We sat high above the quarry swinging our legs over the edge of the precipice. It was a long way down.
Cody was new in town.
He had brought some danger and excitement to the summer. I was a pretty strait-laced kid. Riding your bike with no hands made you a rebel in my book. Well, Cody was the real deal. He cut classes. Cussed. Smoked.
He was moved into my science class that spring. Normally I would never talk to a tough looking kid like Cody but by pure chance we were assigned to a group project. On flowers of all things. We agreed to meet at the park for the assignment. We didn’t talk much, just took the required pictures of native vegetation. I did all the work to be honest. The only time Cody showed much interest was when we stumbled across a rabbit caught in a trap. I couldn’t look but he stopped and stared at that for a long time.
After that I would see him at lunch period. He would disappear during our scheduled eating time. After we were released outside for the second half of lunch, he would sit alone under a tree at the end of the play yard. He mostly just sat there and whittled. Until his knife was taken away. I got the nerve to approach him one day in the line returning from lunch recess. I asked him where he went during the mealtime. He said he forgot his lunch so just waited in the John until they let us outside.
“Every day?” I asked.
No answer.
After that I began bringing an extra sandwich and dropping it by Cody under his tree. And then I began staying with him while he ate it. We started to talk a little then, about nothing special just normal things. Although he didn’t know much about sports or music or gaming or influencers like other kids. He liked to talk about cars. Girls of course. And old movies. Gangster movies.
By the end of the school year, we were spending almost every day together. We would ride out to the quarry. He on his old rickety bike. Sometimes he would have a different bike each week. We would sit and smoke high above the rocks below. We’d throw down empty pop cans and hear them rattle the long way down.

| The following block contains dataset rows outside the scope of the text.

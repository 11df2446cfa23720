use thiserror::Error;

pub type Result<T> = std::result::Result<T, ColodError>;

/// The error taxonomy shared by the hypervisor channel, the group adapter and the
/// orchestrator. Propagation policy lives in `colod-core::orchestrator`; this type
/// only names the cases.
#[derive(Debug, Error)]
pub enum ColodError {
    /// A reply or event didn't structurally match what was expected.
    #[error("malformed hypervisor protocol message: {0}")]
    Protocol(String),

    /// A hypervisor command reply carried an `error` member.
    #[error("hypervisor command failed: {0}")]
    HypervisorCommand(String),

    /// A suspend point exceeded its deadline.
    #[error("operation timed out")]
    Timeout,

    /// The hypervisor channel hit EOF on one of its streams.
    #[error("hypervisor channel closed")]
    Eof,

    /// A higher-priority event became visible while suspended; the caller must unwind
    /// and let the orchestrator dispatch it.
    #[error("interrupted by a higher-priority event")]
    Interrupt,

    /// Configuration or startup failure; fatal to the process.
    #[error("fatal startup error: {0}")]
    Fatal(String),
}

It wasn’t just about him, my parents said when they told me I needed to take a break from Cody. They didn’t want me spending so much time with any one person. It wasn’t healthy. And they knew nothing about his family.
Cody did not take it well when I told him I couldn’t see him for a while. He just stared at me for a long time. Then he turned and rode away without a word.
After two weeks of my moping and sitting home alone my parents relented and said I could see him on occasion just not as often. They saw I was not exactly brimming with social opportunity myself. They unblocked him on my phone and I proposed a meetup. With apologies. This trip back to the quarry was our first outing since what he called his banishment. He said he bet I was surprised he knew that word. I asked what he’d been up to since I last saw him, but he didn’t answer.
“I want you to look very carefully at this picture,” said Cody gently placing his phone in front of my face. I looked in expecting to find who knows what, maybe a picture of a corpse. I was surprised to see my own confused face reflecting back at me. He had switched his phone into selfie cam mode. It acted like a mirror.
“It’s just me,” I said, “what’s the big deal?”
“Remember when you said you’d never seen a dead body?” He asked.
“Yes,” I said, not yet understanding.
“Well, now you have,” he said,” gently pushing me over the edge.